EXERCISE REQUIREMENTS => Copy out all lines in the data below containing the string "interval".

DATA =>
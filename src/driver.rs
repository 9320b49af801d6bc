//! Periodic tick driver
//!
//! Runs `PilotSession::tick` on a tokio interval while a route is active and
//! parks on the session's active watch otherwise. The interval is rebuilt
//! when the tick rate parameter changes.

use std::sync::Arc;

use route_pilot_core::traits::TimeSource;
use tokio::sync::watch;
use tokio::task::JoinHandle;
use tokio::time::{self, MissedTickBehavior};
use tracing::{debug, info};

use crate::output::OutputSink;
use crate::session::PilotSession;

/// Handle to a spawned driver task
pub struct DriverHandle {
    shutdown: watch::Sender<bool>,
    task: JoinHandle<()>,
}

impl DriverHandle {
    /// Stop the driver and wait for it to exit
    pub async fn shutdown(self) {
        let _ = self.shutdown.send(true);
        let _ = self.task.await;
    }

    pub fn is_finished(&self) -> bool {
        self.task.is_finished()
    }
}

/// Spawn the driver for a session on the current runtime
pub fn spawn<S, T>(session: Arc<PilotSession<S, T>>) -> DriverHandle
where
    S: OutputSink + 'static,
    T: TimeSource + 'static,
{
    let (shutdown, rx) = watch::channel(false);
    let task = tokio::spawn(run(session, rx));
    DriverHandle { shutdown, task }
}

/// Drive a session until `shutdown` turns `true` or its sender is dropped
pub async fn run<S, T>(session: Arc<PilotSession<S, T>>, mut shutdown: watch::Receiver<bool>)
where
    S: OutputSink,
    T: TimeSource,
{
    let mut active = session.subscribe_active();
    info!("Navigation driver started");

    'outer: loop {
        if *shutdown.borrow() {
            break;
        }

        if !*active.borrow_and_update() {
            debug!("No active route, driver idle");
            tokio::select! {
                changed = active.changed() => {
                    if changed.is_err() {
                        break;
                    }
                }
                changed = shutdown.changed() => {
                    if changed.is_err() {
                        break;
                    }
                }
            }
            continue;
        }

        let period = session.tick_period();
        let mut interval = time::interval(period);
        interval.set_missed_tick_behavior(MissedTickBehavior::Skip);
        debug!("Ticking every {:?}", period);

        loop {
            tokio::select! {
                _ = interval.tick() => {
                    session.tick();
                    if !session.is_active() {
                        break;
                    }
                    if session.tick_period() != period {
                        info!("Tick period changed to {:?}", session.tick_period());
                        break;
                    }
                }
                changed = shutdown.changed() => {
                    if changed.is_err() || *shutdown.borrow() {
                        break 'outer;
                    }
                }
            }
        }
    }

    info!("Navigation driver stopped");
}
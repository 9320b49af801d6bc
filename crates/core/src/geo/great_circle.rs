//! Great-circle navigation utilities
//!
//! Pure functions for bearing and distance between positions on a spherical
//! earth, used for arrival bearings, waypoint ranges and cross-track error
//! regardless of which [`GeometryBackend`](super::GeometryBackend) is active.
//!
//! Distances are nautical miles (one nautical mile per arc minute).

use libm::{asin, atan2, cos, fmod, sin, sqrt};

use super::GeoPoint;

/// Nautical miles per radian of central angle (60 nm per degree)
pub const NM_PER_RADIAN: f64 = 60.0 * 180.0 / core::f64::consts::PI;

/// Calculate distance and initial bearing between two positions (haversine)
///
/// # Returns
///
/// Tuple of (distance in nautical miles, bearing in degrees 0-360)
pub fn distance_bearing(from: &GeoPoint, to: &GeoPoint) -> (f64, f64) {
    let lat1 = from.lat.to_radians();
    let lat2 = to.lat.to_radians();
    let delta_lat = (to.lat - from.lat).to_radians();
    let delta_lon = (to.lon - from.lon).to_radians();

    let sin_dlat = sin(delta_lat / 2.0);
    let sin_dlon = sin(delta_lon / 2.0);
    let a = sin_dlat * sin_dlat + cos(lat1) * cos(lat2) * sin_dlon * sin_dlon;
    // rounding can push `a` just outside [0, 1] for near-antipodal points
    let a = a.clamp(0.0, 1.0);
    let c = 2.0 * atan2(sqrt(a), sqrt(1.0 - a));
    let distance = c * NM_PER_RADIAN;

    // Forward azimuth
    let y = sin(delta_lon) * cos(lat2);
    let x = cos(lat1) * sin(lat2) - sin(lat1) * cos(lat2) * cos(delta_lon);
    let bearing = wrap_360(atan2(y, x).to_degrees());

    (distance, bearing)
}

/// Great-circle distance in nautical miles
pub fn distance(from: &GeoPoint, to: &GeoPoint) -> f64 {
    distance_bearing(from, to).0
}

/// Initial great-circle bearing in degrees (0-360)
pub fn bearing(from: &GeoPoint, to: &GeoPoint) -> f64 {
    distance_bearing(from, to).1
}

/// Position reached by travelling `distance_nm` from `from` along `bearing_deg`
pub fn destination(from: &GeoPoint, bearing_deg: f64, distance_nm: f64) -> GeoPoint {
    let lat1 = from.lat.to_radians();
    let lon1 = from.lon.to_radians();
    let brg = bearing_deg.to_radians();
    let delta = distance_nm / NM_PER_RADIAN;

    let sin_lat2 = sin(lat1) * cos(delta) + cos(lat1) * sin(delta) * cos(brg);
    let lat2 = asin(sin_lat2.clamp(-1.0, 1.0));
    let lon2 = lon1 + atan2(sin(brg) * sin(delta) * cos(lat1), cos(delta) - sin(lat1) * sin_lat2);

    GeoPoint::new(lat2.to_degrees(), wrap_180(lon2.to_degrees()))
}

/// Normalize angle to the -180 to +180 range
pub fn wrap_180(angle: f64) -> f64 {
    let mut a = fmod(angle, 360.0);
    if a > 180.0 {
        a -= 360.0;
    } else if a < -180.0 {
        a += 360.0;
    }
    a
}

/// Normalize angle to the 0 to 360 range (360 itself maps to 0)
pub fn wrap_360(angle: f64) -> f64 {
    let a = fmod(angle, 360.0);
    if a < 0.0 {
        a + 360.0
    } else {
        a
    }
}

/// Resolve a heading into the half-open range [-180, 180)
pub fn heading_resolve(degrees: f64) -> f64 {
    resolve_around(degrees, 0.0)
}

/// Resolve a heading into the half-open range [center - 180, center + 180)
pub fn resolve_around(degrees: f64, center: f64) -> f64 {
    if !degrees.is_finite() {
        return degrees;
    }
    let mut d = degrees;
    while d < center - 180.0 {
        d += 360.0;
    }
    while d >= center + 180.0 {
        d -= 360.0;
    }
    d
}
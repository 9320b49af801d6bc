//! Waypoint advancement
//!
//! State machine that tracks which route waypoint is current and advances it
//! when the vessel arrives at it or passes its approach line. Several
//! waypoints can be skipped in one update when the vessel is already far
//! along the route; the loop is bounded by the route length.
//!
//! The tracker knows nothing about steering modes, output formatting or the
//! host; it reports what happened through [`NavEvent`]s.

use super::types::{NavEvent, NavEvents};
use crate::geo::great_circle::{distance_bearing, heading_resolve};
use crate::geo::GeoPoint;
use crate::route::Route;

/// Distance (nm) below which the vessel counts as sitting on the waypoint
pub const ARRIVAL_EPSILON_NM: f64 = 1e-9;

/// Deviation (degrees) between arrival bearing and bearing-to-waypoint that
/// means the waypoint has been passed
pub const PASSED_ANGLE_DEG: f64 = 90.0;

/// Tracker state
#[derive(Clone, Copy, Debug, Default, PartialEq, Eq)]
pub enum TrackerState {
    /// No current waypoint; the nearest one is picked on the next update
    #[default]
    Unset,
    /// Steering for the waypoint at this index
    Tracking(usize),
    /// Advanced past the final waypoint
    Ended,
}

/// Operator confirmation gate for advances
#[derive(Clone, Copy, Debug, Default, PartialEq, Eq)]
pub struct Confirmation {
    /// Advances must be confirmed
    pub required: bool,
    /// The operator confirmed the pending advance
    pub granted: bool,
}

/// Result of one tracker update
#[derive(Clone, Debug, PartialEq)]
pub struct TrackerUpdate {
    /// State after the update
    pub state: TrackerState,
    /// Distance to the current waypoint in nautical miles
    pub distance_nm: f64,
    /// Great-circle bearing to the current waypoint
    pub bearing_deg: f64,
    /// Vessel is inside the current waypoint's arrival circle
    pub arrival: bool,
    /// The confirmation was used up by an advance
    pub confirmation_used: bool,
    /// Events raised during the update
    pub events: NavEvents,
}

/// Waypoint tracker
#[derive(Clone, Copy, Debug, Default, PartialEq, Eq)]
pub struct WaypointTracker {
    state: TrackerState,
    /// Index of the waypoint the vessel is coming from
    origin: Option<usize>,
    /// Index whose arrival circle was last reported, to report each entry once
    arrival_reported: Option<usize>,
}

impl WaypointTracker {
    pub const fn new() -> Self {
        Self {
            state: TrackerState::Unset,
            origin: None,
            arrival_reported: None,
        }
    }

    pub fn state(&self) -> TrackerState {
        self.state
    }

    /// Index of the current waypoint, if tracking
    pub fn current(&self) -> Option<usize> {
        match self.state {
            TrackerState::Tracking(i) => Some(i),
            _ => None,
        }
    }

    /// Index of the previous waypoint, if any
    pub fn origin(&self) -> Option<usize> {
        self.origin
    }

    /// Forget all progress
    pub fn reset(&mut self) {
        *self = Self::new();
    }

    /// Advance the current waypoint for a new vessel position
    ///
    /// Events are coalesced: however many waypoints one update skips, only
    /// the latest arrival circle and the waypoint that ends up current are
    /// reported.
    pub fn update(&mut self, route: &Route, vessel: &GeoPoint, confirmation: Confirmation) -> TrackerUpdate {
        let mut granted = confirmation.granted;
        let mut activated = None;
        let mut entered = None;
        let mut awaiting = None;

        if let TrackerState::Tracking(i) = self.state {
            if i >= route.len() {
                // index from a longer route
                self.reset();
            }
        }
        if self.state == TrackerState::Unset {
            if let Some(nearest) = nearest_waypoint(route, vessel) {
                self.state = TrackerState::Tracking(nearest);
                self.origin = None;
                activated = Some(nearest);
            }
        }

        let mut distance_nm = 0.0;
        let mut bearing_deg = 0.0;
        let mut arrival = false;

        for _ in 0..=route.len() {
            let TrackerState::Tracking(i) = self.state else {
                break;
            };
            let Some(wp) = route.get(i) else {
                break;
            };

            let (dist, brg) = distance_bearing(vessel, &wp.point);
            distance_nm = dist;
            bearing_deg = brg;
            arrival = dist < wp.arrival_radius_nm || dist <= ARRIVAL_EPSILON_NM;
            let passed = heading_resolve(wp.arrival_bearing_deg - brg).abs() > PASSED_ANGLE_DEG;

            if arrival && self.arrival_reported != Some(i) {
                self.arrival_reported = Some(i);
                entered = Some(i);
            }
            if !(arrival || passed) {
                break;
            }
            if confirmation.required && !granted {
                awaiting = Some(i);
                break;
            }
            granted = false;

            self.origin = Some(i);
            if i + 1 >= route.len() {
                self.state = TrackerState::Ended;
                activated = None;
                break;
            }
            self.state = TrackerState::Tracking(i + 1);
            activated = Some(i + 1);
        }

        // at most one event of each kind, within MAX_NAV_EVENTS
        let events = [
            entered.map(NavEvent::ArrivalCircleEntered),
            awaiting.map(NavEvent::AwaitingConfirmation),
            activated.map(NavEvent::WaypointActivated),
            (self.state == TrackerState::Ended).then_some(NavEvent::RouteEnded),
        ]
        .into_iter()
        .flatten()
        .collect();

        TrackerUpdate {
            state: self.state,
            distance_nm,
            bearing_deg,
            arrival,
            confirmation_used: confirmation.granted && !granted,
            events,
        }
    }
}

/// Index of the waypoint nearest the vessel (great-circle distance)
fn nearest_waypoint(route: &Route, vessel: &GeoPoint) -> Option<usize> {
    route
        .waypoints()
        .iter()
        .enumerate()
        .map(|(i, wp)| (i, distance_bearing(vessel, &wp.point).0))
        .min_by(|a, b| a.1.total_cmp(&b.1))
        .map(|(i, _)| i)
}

REPLY TO THE TASK =>
//! Runs `PilotSession::tick` on a tokio interval while a route is active and
//! parks on the session's active watch otherwise. The interval is rebuilt
        let mut interval = time::interval(period);
        interval.set_missed_tick_behavior(MissedTickBehavior::Skip);
                _ = interval.tick() => {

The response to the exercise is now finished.